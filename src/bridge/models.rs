//! Device bridge API types and error definitions.

use std::collections::HashMap;
use std::fmt;

use chrono::{DateTime, Utc};
use serde::{Deserialize, Serialize};
use serde_json::{Map, Value};
use thiserror::Error;

/// A D2C message in the shape the device bridge accepts.
///
/// Unknown fields in the transformed payload are ignored when decoding, so a
/// transform may carry extra keys without failing the structural check.
#[derive(Debug, Clone, Default, PartialEq, Serialize, Deserialize)]
#[serde(rename_all = "camelCase")]
pub struct MessageBody {
    /// Telemetry payload forwarded to the device.
    #[serde(default)]
    pub data: Map<String, Value>,

    /// Message properties, all string-valued.
    #[serde(default, skip_serializing_if = "HashMap::is_empty")]
    pub properties: HashMap<String, String>,

    /// Target component name, if any.
    #[serde(default, skip_serializing_if = "Option::is_none")]
    pub component_name: Option<String>,

    /// Message creation time. Coerced from an RFC-3339 string by the pipeline.
    #[serde(default, skip_serializing_if = "Option::is_none")]
    pub creation_time_utc: Option<DateTime<Utc>>,
}

/// An API key credential resolved from an inbound request.
///
/// The key is attached to a single outbound call and never cached. `Debug`
/// is redacted so the value cannot leak into logs.
#[derive(Clone, PartialEq, Eq)]
pub struct ApiKey(String);

impl ApiKey {
    pub fn new(key: impl Into<String>) -> Self {
        Self(key.into())
    }

    /// The raw key value, for building the authorization header.
    pub fn expose(&self) -> &str {
        &self.0
    }
}

impl fmt::Debug for ApiKey {
    fn fmt(&self, f: &mut fmt::Formatter<'_>) -> fmt::Result {
        write!(f, "ApiKey(<redacted>)")
    }
}

impl From<&str> for ApiKey {
    fn from(key: &str) -> Self {
        Self::new(key)
    }
}

impl From<String> for ApiKey {
    fn from(key: String) -> Self {
        Self(key)
    }
}

/// Response of a successful bridge call.
#[derive(Debug, Clone, Copy, PartialEq, Eq)]
pub struct BridgeResponse {
    /// HTTP status reported by the bridge.
    pub status: u16,
}

/// Errors that can occur when calling the device bridge.
#[derive(Debug, Clone, Error)]
pub enum BridgeError {
    /// The bridge answered with a non-success status.
    #[error("bridge returned status {status}: {message}")]
    Api { status: u16, message: String },

    /// The call never produced a bridge response.
    #[error("transport error: {0}")]
    Transport(String),
}

impl BridgeError {
    /// The bridge-reported status code, when the failure carries one.
    pub fn status_code(&self) -> Option<u16> {
        match self {
            BridgeError::Api { status, .. } => Some(*status),
            BridgeError::Transport(_) => None,
        }
    }
}

#[cfg(test)]
mod tests {
    use super::*;
    use serde_json::json;

    #[test]
    fn test_message_body_decode() {
        let body: MessageBody = serde_json::from_value(json!({
            "data": { "temperature": 21 },
            "properties": { "origin": "gateway-3" },
            "componentName": "thermostat",
            "creationTimeUtc": "2031-09-22T12:42:31Z"
        }))
        .unwrap();

        assert_eq!(body.data["temperature"], json!(21));
        assert_eq!(body.properties["origin"], "gateway-3");
        assert_eq!(body.component_name.as_deref(), Some("thermostat"));
        assert_eq!(
            body.creation_time_utc.unwrap().to_rfc3339(),
            "2031-09-22T12:42:31+00:00"
        );
    }

    #[test]
    fn test_message_body_ignores_unknown_fields() {
        let body: MessageBody = serde_json::from_value(json!({
            "data": { "t": 1 },
            "extra": "ignored"
        }))
        .unwrap();
        assert_eq!(body.data["t"], json!(1));
    }

    #[test]
    fn test_message_body_rejects_wrong_shapes() {
        assert!(serde_json::from_value::<MessageBody>(json!({ "data": "bad data" })).is_err());
        assert!(serde_json::from_value::<MessageBody>(json!("not an object")).is_err());
        assert!(
            serde_json::from_value::<MessageBody>(json!({ "properties": { "a": 1 } })).is_err()
        );
    }

    #[test]
    fn test_api_key_debug_is_redacted() {
        let key = ApiKey::new("super-secret");
        assert_eq!(format!("{:?}", key), "ApiKey(<redacted>)");
    }

    #[test]
    fn test_bridge_error_status_code() {
        let err = BridgeError::Api {
            status: 401,
            message: "bad request".to_string(),
        };
        assert_eq!(err.status_code(), Some(401));
        assert!(BridgeError::Transport("refused".to_string())
            .status_code()
            .is_none());
    }
}
//! Device bridge client.
//!
//! # Responsibilities
//! - Expose the narrow capability the pipeline depends on (authorization,
//!   retry policy, send, base address)
//! - Map bridge responses and transport failures into `BridgeError`
//! - Apply the configured retry policy with exponential backoff
//!
//! # Design Decisions
//! - One client handle per request: authorization is per-request state and
//!   must not be shared across concurrent requests
//! - The underlying `reqwest::Client` is shared through the factory, so the
//!   connection pool is reused while handles stay cheap
//! - The pipeline sets a single attempt; the bridge owns its own retries

use std::fmt;
use std::sync::Arc;
use std::time::Duration;

use async_trait::async_trait;
use rand::Rng;
use thiserror::Error;
use url::Url;

use crate::bridge::models::{ApiKey, BridgeError, BridgeResponse, MessageBody};
use crate::config::BridgeConfig;

/// Base delay for retry backoff in milliseconds.
const RETRY_BASE_DELAY_MS: u64 = 100;

/// Maximum delay for retry backoff in milliseconds.
const RETRY_MAX_DELAY_MS: u64 = 2000;

/// Default number of attempts when no policy was set.
const DEFAULT_RETRY_ATTEMPTS: u32 = 3;

/// Capability interface of the downstream device bridge.
#[async_trait]
pub trait BridgeClient: Send + Sync {
    /// Attach the API key used for subsequent calls from this handle.
    fn set_authorization(&mut self, key: ApiKey);

    /// Set the total number of send attempts (1 disables retries).
    fn set_retry_policy(&mut self, attempts: u32);

    /// Send a D2C message for `device_id`.
    async fn send_message(
        &self,
        device_id: &str,
        body: &MessageBody,
    ) -> Result<BridgeResponse, BridgeError>;

    /// The bridge base address this client talks to.
    fn base_address(&self) -> &str;
}

/// Factory producing a fresh client handle per request.
pub type BridgeClientFactory = Arc<dyn Fn() -> Box<dyn BridgeClient> + Send + Sync>;

/// Error constructing the bridge client factory at startup.
#[derive(Debug, Error)]
pub enum ClientSetupError {
    #[error("invalid bridge base URL {url:?}: {reason}")]
    InvalidBaseUrl { url: String, reason: String },

    #[error("failed to build HTTP client: {0}")]
    Http(#[from] reqwest::Error),
}

/// HTTP implementation of [`BridgeClient`] over the bridge REST API.
pub struct HttpBridgeClient {
    http: reqwest::Client,
    base_url: Url,
    api_key: Option<ApiKey>,
    retry_attempts: u32,
}

impl HttpBridgeClient {
    /// Create a handle over a shared HTTP client and base URL.
    pub fn new(http: reqwest::Client, base_url: Url) -> Self {
        Self {
            http,
            base_url,
            api_key: None,
            retry_attempts: DEFAULT_RETRY_ATTEMPTS,
        }
    }

    /// Build a factory of per-request handles from the bridge configuration.
    pub fn factory(config: &BridgeConfig) -> Result<BridgeClientFactory, ClientSetupError> {
        if config.base_url.is_empty() {
            return Err(ClientSetupError::InvalidBaseUrl {
                url: config.base_url.clone(),
                reason: "missing bridge URL".to_string(),
            });
        }

        let base_url: Url =
            config
                .base_url
                .parse()
                .map_err(|e: url::ParseError| ClientSetupError::InvalidBaseUrl {
                    url: config.base_url.clone(),
                    reason: e.to_string(),
                })?;

        let http = reqwest::Client::builder()
            .timeout(Duration::from_secs(config.request_timeout_secs))
            .build()?;

        Ok(Arc::new(move || {
            Box::new(HttpBridgeClient::new(http.clone(), base_url.clone()))
        }))
    }

    fn message_url(&self, device_id: &str) -> Result<Url, BridgeError> {
        self.base_url
            .join(&format!("devices/{}/messages/events", device_id))
            .map_err(|e| BridgeError::Transport(format!("invalid message URL: {}", e)))
    }
}

#[async_trait]
impl BridgeClient for HttpBridgeClient {
    fn set_authorization(&mut self, key: ApiKey) {
        self.api_key = Some(key);
    }

    fn set_retry_policy(&mut self, attempts: u32) {
        self.retry_attempts = attempts.max(1);
    }

    async fn send_message(
        &self,
        device_id: &str,
        body: &MessageBody,
    ) -> Result<BridgeResponse, BridgeError> {
        let url = self.message_url(device_id)?;
        let attempts = self.retry_attempts.max(1);
        let mut attempt = 0;

        loop {
            attempt += 1;

            let mut request = self.http.post(url.clone()).json(body);
            if let Some(key) = &self.api_key {
                request = request.header("x-api-key", key.expose());
            }

            let error = match request.send().await {
                Ok(response) => {
                    let status = response.status();
                    if status.is_success() {
                        return Ok(BridgeResponse {
                            status: status.as_u16(),
                        });
                    }

                    let message = response.text().await.unwrap_or_default();
                    let error = BridgeError::Api {
                        status: status.as_u16(),
                        message,
                    };
                    // Client-side errors won't improve on a resend.
                    if !status.is_server_error() {
                        return Err(error);
                    }
                    error
                }
                Err(e) => BridgeError::Transport(e.to_string()),
            };

            if attempt >= attempts {
                return Err(error);
            }

            let delay = backoff_delay(attempt);
            tracing::warn!(
                device_id = %device_id,
                attempt,
                delay_ms = delay.as_millis() as u64,
                error = %error,
                "Bridge call failed, retrying"
            );
            tokio::time::sleep(delay).await;
        }
    }

    fn base_address(&self) -> &str {
        self.base_url.as_str()
    }
}

impl fmt::Debug for HttpBridgeClient {
    fn fmt(&self, f: &mut fmt::Formatter<'_>) -> fmt::Result {
        f.debug_struct("HttpBridgeClient")
            .field("base_url", &self.base_url.as_str())
            .field("retry_attempts", &self.retry_attempts)
            .finish()
    }
}

/// Exponential backoff delay with jitter (0 to 10% of the delay).
fn backoff_delay(attempt: u32) -> Duration {
    let exponential_base = 2u64.saturating_pow(attempt.saturating_sub(1));
    let delay_ms = RETRY_BASE_DELAY_MS.saturating_mul(exponential_base);
    let capped_delay = delay_ms.min(RETRY_MAX_DELAY_MS);

    let jitter_range = capped_delay / 10;
    let jitter = if jitter_range > 0 {
        rand::thread_rng().gen_range(0..jitter_range)
    } else {
        0
    };

    Duration::from_millis(capped_delay + jitter)
}

#[cfg(test)]
mod tests {
    use super::*;

    fn test_client() -> HttpBridgeClient {
        HttpBridgeClient::new(
            reqwest::Client::new(),
            "https://bridge.example.com/api/v1/".parse().unwrap(),
        )
    }

    #[test]
    fn test_message_url() {
        let client = test_client();
        assert_eq!(
            client.message_url("dev1").unwrap().as_str(),
            "https://bridge.example.com/api/v1/devices/dev1/messages/events"
        );
    }

    #[test]
    fn test_base_address() {
        let client = test_client();
        assert_eq!(client.base_address(), "https://bridge.example.com/api/v1/");
    }

    #[test]
    fn test_factory_rejects_missing_url() {
        let err = HttpBridgeClient::factory(&BridgeConfig::default()).err().unwrap();
        assert!(matches!(err, ClientSetupError::InvalidBaseUrl { .. }));
    }

    #[test]
    fn test_factory_rejects_malformed_url() {
        let config = BridgeConfig {
            base_url: "not a url".to_string(),
            ..Default::default()
        };
        let err = HttpBridgeClient::factory(&config).err().unwrap();
        assert!(matches!(err, ClientSetupError::InvalidBaseUrl { .. }));
    }

    #[test]
    fn test_backoff_grows_and_caps() {
        let b1 = backoff_delay(1);
        assert!(b1.as_millis() >= 100);

        let b2 = backoff_delay(2);
        assert!(b2.as_millis() >= 200);

        let max = backoff_delay(10);
        assert!(max.as_millis() as u64 >= RETRY_MAX_DELAY_MS);
    }
}
//! In-process HTTP client fixture.
//!
//! Construction is the setup phase: a fresh database is provisioned, the
//! schema reset, the seed hook applied, and the application router built over
//! a private pool. Requests are driven through the router in-process, no
//! listener involved. [`TestApp::teardown`] releases pooled connections, the
//! scoped-release half of the fixture lifecycle.

use anyhow::{Context, Result, anyhow};
use axum::Router;
use axum::body::{Body, to_bytes};
use axum::http::{Method, Request, StatusCode, header::CONTENT_TYPE};
use serde_json::Value;
use sqlx::PgPool;
use tower::ServiceExt;

use gringotts_api::ApiState;
use gringotts_data::{connect_pool, dispose, reset_schema, seed};

use crate::fixtures::seed_requested;
use crate::postgres::{self, TestDatabase};

/// Base URL prepended to request paths; requests never leave the process.
pub const BASE_URL: &str = "http://testserver";

/// Status and decoded JSON body of an in-process response.
#[derive(Debug)]
pub struct TestResponse {
    /// HTTP status code.
    pub status: StatusCode,
    /// Decoded body; `Null` when the body was empty.
    pub body: Value,
}

/// HTTP test client bound to the in-process application router.
pub struct TestApp {
    db: Option<TestDatabase>,
    pool: PgPool,
    router: Router,
}

impl TestApp {
    /// Provision a database, reset the schema, and bind a client to the app.
    ///
    /// Loads the fixture rows first when the seed hook is on.
    ///
    /// # Errors
    ///
    /// Returns an error when database provisioning, schema reset, or seeding
    /// fails; any such failure aborts test setup.
    pub async fn launch() -> Result<Self> {
        let db = postgres::provision().await?;
        let pool = connect_pool(db.connection_string())
            .await
            .context("failed to connect test pool")?;
        let app = Self::over_pool(pool).await?;
        Ok(Self {
            db: Some(db),
            ..app
        })
    }

    /// Bind a client to the app over an existing pool.
    ///
    /// The schema is reset as setup; the pool is still closed at teardown.
    ///
    /// # Errors
    ///
    /// Returns an error when schema reset or seeding fails.
    pub async fn over_pool(pool: PgPool) -> Result<Self> {
        reset_schema(&pool).await.context("schema reset failed")?;
        if seed_requested() {
            seed::seed(&pool).await.context("seeding failed")?;
        }
        let router = gringotts_api::router(ApiState::new(pool.clone()));
        Ok(Self {
            db: None,
            pool,
            router,
        })
    }

    /// The pool backing this fixture, for direct database assertions.
    #[must_use]
    pub const fn pool(&self) -> &PgPool {
        &self.pool
    }

    /// Issue a GET request against the in-process router.
    ///
    /// # Errors
    ///
    /// Returns an error when the request cannot be built or the body is not
    /// valid JSON.
    pub async fn get(&self, path: &str) -> Result<TestResponse> {
        self.request(Method::GET, path, Body::empty()).await
    }

    /// Issue a POST request with a JSON body.
    ///
    /// # Errors
    ///
    /// Returns an error when the request cannot be built or the body is not
    /// valid JSON.
    pub async fn post_json(&self, path: &str, body: &Value) -> Result<TestResponse> {
        let payload = serde_json::to_vec(body).context("failed to encode request body")?;
        self.request(Method::POST, path, Body::from(payload)).await
    }

    /// Close pooled connections and drop the fixture database.
    ///
    /// # Errors
    ///
    /// Returns an error when the fixture database cannot be dropped.
    pub async fn teardown(self) -> Result<()> {
        dispose(&self.pool).await;
        if let Some(db) = self.db {
            db.close().await?;
        }
        Ok(())
    }

    async fn request(&self, method: Method, path: &str, body: Body) -> Result<TestResponse> {
        let request = Request::builder()
            .method(method)
            .uri(format!("{BASE_URL}{path}"))
            .header(CONTENT_TYPE, "application/json")
            .body(body)
            .context("failed to build request")?;
        let response = self
            .router
            .clone()
            .oneshot(request)
            .await
            .map_err(|err| anyhow!("router call failed: {err}"))?;
        let status = response.status();
        let bytes = to_bytes(response.into_body(), usize::MAX)
            .await
            .context("failed to read response body")?;
        // Non-JSON bodies (framework rejections) surface as plain strings.
        let body = if bytes.is_empty() {
            Value::Null
        } else {
            serde_json::from_slice(&bytes)
                .unwrap_or_else(|_| Value::String(String::from_utf8_lossy(&bytes).into_owned()))
        };
        Ok(TestResponse { status, body })
    }
}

§ **Task brief**:
Find the line with "per-request state and" in the material above. Reproduce it and each line after it up to and including the line with "downstream device bridge.".

§ **Your response**:
//! - One client handle per request: authorization is per-request state and
//!   must not be shared across concurrent requests
//! - The underlying `reqwest::Client` is shared through the factory, so the
//!   connection pool is reused while handles stay cheap
//! - The pipeline sets a single attempt; the bridge owns its own retries

use std::fmt;
use std::sync::Arc;
use std::time::Duration;

use async_trait::async_trait;
use rand::Rng;
use thiserror::Error;
use url::Url;

use crate::bridge::models::{ApiKey, BridgeError, BridgeResponse, MessageBody};
use crate::config::BridgeConfig;

/// Base delay for retry backoff in milliseconds.
const RETRY_BASE_DELAY_MS: u64 = 100;

/// Maximum delay for retry backoff in milliseconds.
const RETRY_MAX_DELAY_MS: u64 = 2000;

/// Default number of attempts when no policy was set.
const DEFAULT_RETRY_ATTEMPTS: u32 = 3;

/// Capability interface of the downstream device bridge.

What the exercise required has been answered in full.